The 34-page report — Illicit Drug Overdose Deaths in BC: Findings of Coroners’ Investigations — looked deeper into 872 completed illicit drug overdose death investigations in 2016 and 2017.
The report confirmed findings previously shared by the coroners service, including:
- Four in every five decedents were male (81%, or 707 of the 872 deaths);
- About two-thirds of decedents lived in private residences; and,
- Fentanyl was detected in just over three in every four deaths.
Dr. Peter Entwistle, who has committed much of his practice to helping patients with opioid addictions, says his experience in the BC Interior mirrors the report’s findings.
“That would definitely be for sure in the South Okanagan,” he says of the report. “The majority are male and the age range goes from teenaged right up to the 60s.”

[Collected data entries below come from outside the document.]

#![allow(dead_code)]
//! Dobles de prueba compartidos por los tests de integración del core.

use async_trait::async_trait;
use bespoke_core::{JobHandle, JobReport, Status, TransportError, WorkerClient, WorkerFamily};
use bespoke_domain::BespokeOptimizationSchema;
use serde_json::{json, Value};
use std::collections::{HashMap, VecDeque};
use std::sync::Mutex;

#[derive(Clone)]
struct Outcome {
    status: Status,
    result: Option<Value>,
    error: Option<String>,
}

#[derive(Default)]
struct State {
    next_id: u64,
    jobs: HashMap<String, WorkerFamily>,
    by_family: HashMap<WorkerFamily, Outcome>,
    by_job: HashMap<String, Outcome>,
    submit_failures: HashMap<WorkerFamily, VecDeque<TransportError>>,
    submissions: Vec<(WorkerFamily, Value)>,
    reports: usize,
}

/// Cliente worker con respuestas programadas por familia o por job.
#[derive(Default)]
pub struct ScriptedClient {
    state: Mutex<State>,
}

impl ScriptedClient {
    pub fn new() -> Self {
        Self::default()
    }

    /// Estado que reportan los jobs de `family` sin respuesta propia.
    pub fn respond(&self, family: WorkerFamily, status: Status, result: Option<Value>, error: Option<&str>) {
        self.state.lock().unwrap().by_family.insert(family,
                                                    Outcome { status,
                                                              result,
                                                              error: error.map(str::to_string) });
    }

    pub fn respond_job(&self, id: &str, status: Status, result: Option<Value>, error: Option<&str>) {
        self.state.lock().unwrap().by_job.insert(id.to_string(),
                                                 Outcome { status,
                                                           result,
                                                           error: error.map(str::to_string) });
    }

    pub fn fail_submits(&self, family: WorkerFamily, error: TransportError, times: usize) {
        let mut state = self.state.lock().unwrap();
        let queue = state.submit_failures.entry(family).or_default();
        for _ in 0..times {
            queue.push_back(error.clone());
        }
    }

    pub fn submissions(&self, family: WorkerFamily) -> Vec<Value> {
        self.state
            .lock()
            .unwrap()
            .submissions
            .iter()
            .filter(|(f, _)| *f == family)
            .map(|(_, v)| v.clone())
            .collect()
    }

    pub fn report_calls(&self) -> usize {
        self.state.lock().unwrap().reports
    }

    fn report_one(state: &State, id: &str) -> Result<JobReport, TransportError> {
        let family = state.jobs.get(id).ok_or_else(|| TransportError::Status { status: 404,
                                                                               body: format!("job {id} not found") })?;
        let outcome = state.by_job
                           .get(id)
                           .or_else(|| state.by_family.get(family))
                           .cloned()
                           .unwrap_or(Outcome { status: Status::Waiting,
                                                result: None,
                                                error: None });
        Ok(JobReport { id: id.to_string(),
                       kind: family.segment().to_string(),
                       status: outcome.status,
                       result: outcome.result,
                       error: outcome.error })
    }
}

#[async_trait]
impl WorkerClient for ScriptedClient {
    async fn submit(&self, family: WorkerFamily, body: &Value) -> Result<JobHandle, TransportError> {
        let mut state = self.state.lock().unwrap();
        if let Some(err) = state.submit_failures.get_mut(&family).and_then(VecDeque::pop_front) {
            return Err(err);
        }
        state.next_id += 1;
        let id = format!("{}-{}", family.segment(), state.next_id);
        state.jobs.insert(id.clone(), family);
        state.submissions.push((family, body.clone()));
        Ok(JobHandle { id,
                       kind: family.segment().to_string() })
    }

    async fn report(&self, _family: WorkerFamily, id: &str) -> Result<JobReport, TransportError> {
        let mut state = self.state.lock().unwrap();
        state.reports += 1;
        Self::report_one(&state, id)
    }

    async fn report_many(&self, _family: WorkerFamily, ids: &[String]) -> Result<Vec<JobReport>, TransportError> {
        let mut state = self.state.lock().unwrap();
        state.reports += 1;
        ids.iter().map(|id| Self::report_one(&state, id)).collect()
    }
}

pub const TORSION_SMIRKS: &str = "[*:1]~[#6X4:2]-[#6X4:3]~[*:4]";

/// Esquema mínimo: un stage, un parámetro de torsión y un target bespoke.
pub fn schema_value() -> Value {
    json!({
        "smiles": "CCCC",
        "initial_force_field": {"name": "openff-2.0.0", "parameters": {TORSION_SMIRKS: {"k1": 0.1}}},
        "stages": [{
            "optimizer": {"type": "ForceBalance", "max_iterations": 10},
            "parameters": [{"type": "ProperTorsions", "smirks": TORSION_SMIRKS, "placeholder": true}],
            "targets": [{
                "type": "torsion-profile",
                "reference_data": {"kind": "bespoke", "spec": {"program": "xtb", "method": "gfn2xtb"}}
            }]
        }]
    })
}

pub fn schema() -> BespokeOptimizationSchema {
    serde_json::from_value(schema_value()).unwrap()
}

/// Esquema cuyos targets ya traen datos de referencia (sin QC bespoke).
pub fn existing_data_schema() -> BespokeOptimizationSchema {
    let mut value = schema_value();
    value["stages"][0]["targets"][0]["reference_data"] = json!({"kind": "existing", "records": []});
    serde_json::from_value(value).unwrap()
}

pub fn fragmentation_result() -> Value {
    json!({
        "parent_smiles": "CCCC",
        "fragments": [{"smiles": "[CH3:1][CH2:2][CH2:3][CH3:4]", "bond_indices": [[2, 3]]}]
    })
}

He suggested fentanyl was likely a bigger risk in the South Okanagan, with more than 75 percent of deaths linked to the drug.
The report also found:
- More than half of the decedents had a reported clinical mental health diagnosis or showed evidence of a mental health disorder;
- About four in every five decedents had contact with health services in the year preceding their death;
- More than two-thirds used drugs alone;
- 45% of decedents had reported pain-related issues;
- 14% of decedents lived in social or single room occupancy housing and 9% were homeless;
- About one in every four deaths involved people, primarily males, working in trades or transport;
- 65% of decedents were never married and 18% were previously separated or divorced; and,
- 44% of decedents were employed and 51% unemployed.
“These people are not just street addicts,” Dr. Entwistle said. “People are getting addicted to opioids because they have chronic pain. A lot of people, through no fault of their own, become addicted and now are having to do street drugs to reduce pain and stop themselves withdrawing.”
Despite the crisis, Dr. Entwistle said he stands alone in providing extensive physician-related services throughout the South Okanagan, Similkameen and Boundary regions.
“I’m the only one who is doing this — still,” he said by phone Thursday from Grand Forks.
His addictions practice involves patients, many self-referred, who are drug dependent. The biggest part of his work is ensuring they have a safe supply of narcotics.
“About 80% benefit as far as they aren’t overdosing and dying, they’re working, they have better social relationships and their overall health is better,” he said earlier this year of his practice. “It has proven the most effective thing that doctors can do.”